§ **WHAT THE TASK ASKS**:
All that is wanted is an exact copy of the line containing "with the server" and the lines after it, through the end of the records.

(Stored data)
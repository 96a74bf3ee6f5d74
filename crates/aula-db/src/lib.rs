//! Database layer for the academic records API.
//!
//! Provides SQLite connection pooling (via `r2d2`), WAL-mode
//! initialization, and embedded SQL migrations. Every table in the
//! system is created through versioned migrations managed by this
//! crate, and the fixed seed rows are inserted by a migration as well.
//!
//! # Design decisions
//!
//! - **SQLite with WAL mode**: a single-file store with no external
//!   database process. WAL mode allows concurrent readers with a single
//!   writer, which matches the one-connection-per-request access
//!   pattern of this service.
//! - **`r2d2` connection pool**: bounded connection reuse with scoped
//!   acquisition and guaranteed release on every path.
//! - **Embedded migrations**: SQL files are compiled into the binary
//!   via `include_str!`, so schema and seed data ship with the server
//!   and cannot drift from the code that depends on them.

mod migrations;
mod pool;

pub use migrations::{initialize, run_migrations, MigrationError};
pub use pool::{create_pool, DbPool, DbRuntimeSettings, PoolError};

§ **YOUR RESPONSE**:
//!   via `include_str!`, so schema and seed data ship with the server
//!   and cannot drift from the code that depends on them.

mod migrations;
mod pool;

pub use migrations::{initialize, run_migrations, MigrationError};
pub use pool::{create_pool, DbPool, DbRuntimeSettings, PoolError};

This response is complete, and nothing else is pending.